A sole director with a 75% shareholding purported to appoint joint administrators.    The company’s articles required a quorum of two directors for a board meeting and two members for a general meeting.  25% of the company’s shares were registered in the name of a dissolved company. The appointment was held to be invalid as there had been no second director to make up a quorum.  The company was not a single member company because the word “member” in the articles included any registered shareholder.  Nothing in the Insolvency Act allowed the company to act other than as required by its articles.  The Duomatic principle (that the assent of all shareholders is as binding as a resolution in general meeting) did not apply as it requires consent of all registered shareholders.  It had not been an abuse of process for the creditors to make the application challenging the appointment, nor were they prevented from challenging the appointment by estoppel or acquiescence.


18/11/15

RE ARMSTRONG BRANDS LTD [2015] EWHC 3303 (Ch)
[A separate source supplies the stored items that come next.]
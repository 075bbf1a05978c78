use serde::{Deserialize, Serialize};

use crate::molecule::MOLECULE_RADIUS;

/// Tunable constants for the simulation and game pacing.
/// Every field has a default, so a partial JSON file only overrides what it names.
#[derive(Debug, Clone, PartialEq, Serialize, Deserialize)]
#[serde(default)]
pub struct PuddleConfig {
    /// Distance at which two molecules stop pushing each other.
    pub interaction_range: f32,
    /// Peak repulsion between touching molecules, per visit. The solver visits each
    /// pair in both orders, so the net push is twice this.
    pub repulsion_strength: f32,
    /// Repulsion multiplier for molecules of different colors.
    pub mixed_color_multiplier: f32,
    /// Spring constant pulling escaped molecules back inside the container.
    pub boundary_stiffness: f32,
    /// Fraction of velocity lost per time unit.
    pub viscosity: f32,
    /// Velocity component bound for separating coincident molecules.
    pub coincident_kick: f32,
    /// Maximum center distance at which molecules count as neighbors for a fill.
    pub adjacency_distance: f32,
    /// Molecules recolored per animation step.
    pub recolor_batch: usize,
    /// Delay between recolor steps.
    pub recolor_delay: f32,
    /// Turns granted to a freshly created level.
    pub default_turns: u32,
    /// Radius of a freshly created container.
    pub default_container_radius: f32,
    /// Time spent in game over before the level restarts.
    pub game_over_delay: f32,
}

impl Default for PuddleConfig {
    fn default() -> Self {
        Self {
            interaction_range: MOLECULE_RADIUS * 4.0,
            repulsion_strength: 25.0,
            mixed_color_multiplier: 2.0,
            boundary_stiffness: 200.0,
            viscosity: 0.5,
            coincident_kick: 2.0,
            adjacency_distance: MOLECULE_RADIUS * 2.2,
            recolor_batch: 5,
            recolor_delay: 0.02,
            default_turns: 5,
            default_container_radius: 5.0,
            game_over_delay: 1.0,
        }
    }
}

impl PuddleConfig {
    /// Parse a config from a JSON string. Missing fields take their defaults.
    pub fn from_json(json: &str) -> Result<Self, serde_json::Error> {
        serde_json::from_str(json)
    }
}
A company debenture was validly executed as a deed for the purpose of s 44 Companies Act 2006.  It was signed by the company’s secretary and another person.  That other person was not a director at the date of the debenture but the evidence showed that he had signed it at a date when he was a director.  It did not matter that the transaction completed later when the director signatory was no longer a director.  An administrator had therefore been validly appointed under the debenture.


10/3/15

PUI-KWAN v KAM-HO [2015] EWHC 621 (Ch)

A meeting of directors at which it had been resolved to place a company into administration had been inquorate and as a result the company had not validly entered into administration.


2/3/15

RANDHAWA v TURPIN (RE BW ESTATES LTD) [2015] EWHC 517 (Ch)

Administrators appointed by a director by the out of court procedure had not acted improperly in accepting the appointment and were not to be deprived of remuneration on that basis.  Issues as to the level of their remuneration would be the subject of a further hearing at which the costs of the application would be determined.


25/10/13

CLOSEGATE HOTEL DEVELOPMENT (DURHAM) LTD V MCLEAN [2013] EWHC 3237 (Ch)

Directors have authority to cause a company to apply to challenge an administrator’s appointment and do not necessarily have to offer to indemnify the company in respect of the costs.  On the facts the challenge failed as the lender which appointed the administrators was not estopped from appointing. 


22/5/13

HSBC BANK PLC v TAMBROOK JERSEY LTD [2013] EWCA Civ 576

Considers when a court can assist a foreign court under s 426 Insolvency Act 1986 by appointing an administrator of a company whose centre of main interests is abroad.  Overruled the decision of the court below that the English court had no power to appoint administrators in respect of the Jersey registered company at the request of the Royal Court of Jersey because no insolvency proceedings were pending or contemplated in Jersey.


18/3/13

IN THE MATTER OF CARE PEOPLE LTD (IN ADMINISTRATION) [2013] EWHC 1734 (Ch)

Appointment of administrators by a qualifying floating chargeholder had been defective because demand was only 6 minutes before the appointment was made, giving the company no time to respond.  But there had been no prejudice to the company since it had not been in a position to pay and creditors might have been prejudiced if the administration did not continue.  The appointment was therefore declared valid and the defect waived.


10/8/12

IN THE MATTER OF EUROMASTER LTD [2012] EWHC 2356 (Ch), [2013] Bus LR 466

Appointment of administrators over 10 business days after filing notice of intention to appoint administrators contrary to Insolvency Act 1986 Sch.B1 para.28(2) did not render the appointment void but was an irregularity capable of cure under Insolvency Rules 1986 r.7.55.